Objective:
To develop a model that integrates synthetic echocardiographic motion into ECG analysis for classifying diastolic dysfunction risk phenotypes and stratifying heart failure-related death risk.
Approach:
- Model Development: An ensemble model was created combining features from synthetic cardiac motion generated from 12-lead ECGs and embeddings from a foundation ECG model pretrained on over 10 million recordings.
- Training and Validation: The model was trained on a multicenter cohort of 1,012 patients and validated in an independent cohort of 956 patients, with additional validation in the EchoNext cohort of 100,000 patients and the CODE-15% cohort of 233,770 patients.
Key Findings:
- The ensemble model classified diastolic dysfunction risk phenotypes with an AUC of 0.86 in the development cohort and 0.85 in the external test cohort.
- High-risk ECG phenotypes were linked to structural remodeling and clinical risk factors such as age, hypertension, and chronic kidney disease.
- In the EchoNext cohort, the model identified structural heart diseases with AUCs ranging from 0.74 to 0.83.
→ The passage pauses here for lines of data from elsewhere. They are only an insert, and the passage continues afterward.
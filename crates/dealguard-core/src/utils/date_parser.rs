use arrow::array::StringArray;
use chrono::{DateTime, NaiveDate, NaiveDateTime};

const ISO_FORMAT: &str = "%Y-%m-%d";

/// Date-only layouts, tried in order. Slash dates are read month-first.
const DATE_FORMATS: &[&str] = &[
    "%Y-%m-%d",
    "%Y/%m/%d",
    "%m/%d/%y",
    "%m/%d/%Y",
    "%m-%d-%Y",
    "%d %B %Y",
    "%d %b %Y",
    "%B %d, %Y",
    "%b %d, %Y",
    "%B %d %Y",
    "%b %d %Y",
];

const DATETIME_FORMATS: &[&str] = &[
    "%Y-%m-%dT%H:%M:%S%.f",
    "%Y-%m-%d %H:%M:%S%.f",
    "%Y-%m-%dT%H:%M",
    "%Y-%m-%d %H:%M",
    "%m/%d/%Y %H:%M:%S",
    "%m/%d/%Y %H:%M",
];

/// Best-effort date inference. Returns `None` for anything that does not
/// look like a calendar date.
pub fn parse_date(value: &str) -> Option<NaiveDate> {
    let value = value.trim();
    if value.is_empty() {
        return None;
    }
    if let Ok(dt) = DateTime::parse_from_rfc3339(value) {
        return Some(dt.date_naive());
    }
    // chrono's %Y is greedy, so compact YYYYMMDD is split by hand
    if value.len() == 8 && value.bytes().all(|b| b.is_ascii_digit()) {
        let (year, rest) = value.split_at(4);
        let (month, day) = rest.split_at(2);
        return NaiveDate::from_ymd_opt(year.parse().ok()?, month.parse().ok()?, day.parse().ok()?);
    }
    DATETIME_FORMATS
        .iter()
        .find_map(|fmt| NaiveDateTime::parse_from_str(value, fmt).ok())
        .map(|dt| dt.date())
        .or_else(|| {
            DATE_FORMATS
                .iter()
                .find_map(|fmt| NaiveDate::parse_from_str(value, fmt).ok())
        })
}

/// Rewrite a text column as `YYYY-MM-DD`; unparseable values become null.
pub fn standardize_date_column(array: &StringArray) -> StringArray {
    array
        .iter()
        .map(|opt_str| {
            opt_str
                .and_then(parse_date)
                .map(|date| date.format(ISO_FORMAT).to_string())
        })
        .collect()
}

#[cfg(test)]
mod tests {
    use super::*;
    use arrow::array::Array;

    fn ymd(y: i32, m: u32, d: u32) -> Option<NaiveDate> {
        NaiveDate::from_ymd_opt(y, m, d)
    }

    #[test]
    fn test_parse_common_layouts() {
        assert_eq!(parse_date("2024-01-05"), ymd(2024, 1, 5));
        assert_eq!(parse_date("01/05/2024"), ymd(2024, 1, 5));
        assert_eq!(parse_date("2024/01/05"), ymd(2024, 1, 5));
        assert_eq!(parse_date("20240105"), ymd(2024, 1, 5));
        assert_eq!(parse_date("Jan 5, 2024"), ymd(2024, 1, 5));
        assert_eq!(parse_date("5 January 2024"), ymd(2024, 1, 5));
        assert_eq!(parse_date("2024-01-05 13:45:00"), ymd(2024, 1, 5));
        assert_eq!(parse_date("2024-01-05T13:45:00Z"), ymd(2024, 1, 5));
    }

    #[test]
    fn test_parse_rejects_garbage() {
        assert_eq!(parse_date("not a date"), None);
        assert_eq!(parse_date(""), None);
        assert_eq!(parse_date("2024-13-45"), None);
    }

    #[test]
    fn test_standardize_column() {
        let array = StringArray::from(vec![Some("01/05/2024"), Some("soon"), None]);
        let out = standardize_date_column(&array);
        assert_eq!(out.value(0), "2024-01-05");
        assert!(out.is_null(1));
        assert!(out.is_null(2));
    }
}
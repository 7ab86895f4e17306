mod errors;
mod runner;
mod writer;

use clap::{Parser, Subcommand, ValueEnum};
use tracing_subscriber::{fmt, prelude::*, EnvFilter};

/// Output format for pipeline results
#[derive(Debug, Clone, Copy, ValueEnum)]
enum OutputFormat {
    /// Print results to standard output (human-readable)
    Stdout,
    /// Output results in JSON format
    Json,
}

#[derive(Parser, Debug)]
#[command(
    name = "dealguard",
    version,
    author = "DealGuard Contributors",
    about = "DealGuard CLI - Cleaning and validation for sales opportunity exports",
    long_about = "DealGuard normalises messy CRM opportunity exports (CSV or Parquet), \
                  records every transformation in an audit document, and validates the \
                  result against a JSON schema.\n\n\
                  Example usage:\n  \
                  dealguard run opportunities.csv --schema schema.json --out-dir runs/"
)]
struct Args {
    #[command(subcommand)]
    command: Command,

    /// Output format for results
    #[arg(short, long, value_enum, default_value = "stdout", global = true)]
    format: OutputFormat,

    /// Enable debug mode with detailed error backtraces and stack traces
    #[arg(short, long, global = true)]
    debug: bool,

    /// Emit debug-level pipeline logs on stderr
    #[arg(short, long, global = true)]
    verbose: bool,
}

#[derive(Subcommand, Debug)]
enum Command {
    /// Apply the cleaning rules and write the cleaned table and audit record
    Clean {
        /// Input table (.csv or .parquet)
        input: String,
        /// Cleaned CSV path, or a directory for a timestamped name
        #[arg(short, long)]
        output: Option<String>,
        /// Audit JSON path, or a directory for a timestamped name
        #[arg(short, long)]
        audit: Option<String>,
        /// TOML file overriding the cleaning vocabularies
        #[arg(short, long, value_name = "FILE")]
        config: Option<String>,
    },
    /// Validate a table against a schema and write the report
    Validate {
        input: String,
        /// Schema JSON; allowed-values.json is looked up next to it
        #[arg(short, long, value_name = "FILE")]
        schema: String,
        /// Report JSON path, or a directory for a timestamped name
        #[arg(short, long)]
        report: Option<String>,
    },
    /// Clean then validate the cleaned output inside a fresh run directory
    Run {
        input: String,
        #[arg(short, long, value_name = "FILE")]
        schema: String,
        /// Parent of the run_<timestamp> directory
        #[arg(long, value_name = "DIR")]
        out_dir: Option<String>,
        #[arg(short, long, value_name = "FILE")]
        config: Option<String>,
    },
    /// Score, rank and summarise a cleaned table
    Analyze {
        input: String,
        #[arg(long, value_name = "DIR")]
        out_dir: Option<String>,
    },
}

fn init_tracing(verbose: bool) {
    let default = if verbose { "debug" } else { "warn" };
    let env_filter =
        EnvFilter::try_from_default_env().unwrap_or_else(|_| EnvFilter::new(default));
    tracing_subscriber::registry()
        .with(env_filter)
        .with(fmt::layer().with_writer(std::io::stderr).with_target(false))
        .init();
}

fn main() {
    let args = Args::parse();

    // Enable backtraces in debug mode
    if args.debug {
        // SAFETY: set before any other thread is spawned.
        unsafe { std::env::set_var("RUST_BACKTRACE", "1") };
    }
    init_tracing(args.verbose);

    match runner::run(args) {
        Ok(true) => {}
        Ok(false) => std::process::exit(1),
        Err(err) => {
            if std::env::var("RUST_BACKTRACE").is_ok() {
                eprintln!("Error: {:?}", err);
            } else {
                eprintln!("Error: {:#}", err);
                eprintln!("\nHint: Run with --debug flag for detailed stack traces");
            }
            std::process::exit(1);
        }
    }
}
- In the CODE-15% cohort, high-risk patients had a 4-year heart failure-related death rate of 8.5%, compared to 3.0% for low-risk patients.
Interpretation:
Combining echo-derived risk states with synthetic cardiac motion in ECG models may enhance detection of cardiac abnormalities and optimize echocardiography use in resource-limited settings.
Limitations:
- The abstract does not establish whether the model improves clinical outcomes.
- It does not assess the model's performance as a prospective screening tool.
- The potential to replace standard echocardiographic assessment is not evaluated.
Conclusion:
The integration of synthetic echo motion into ECG analysis may improve risk stratification for heart failure-related death.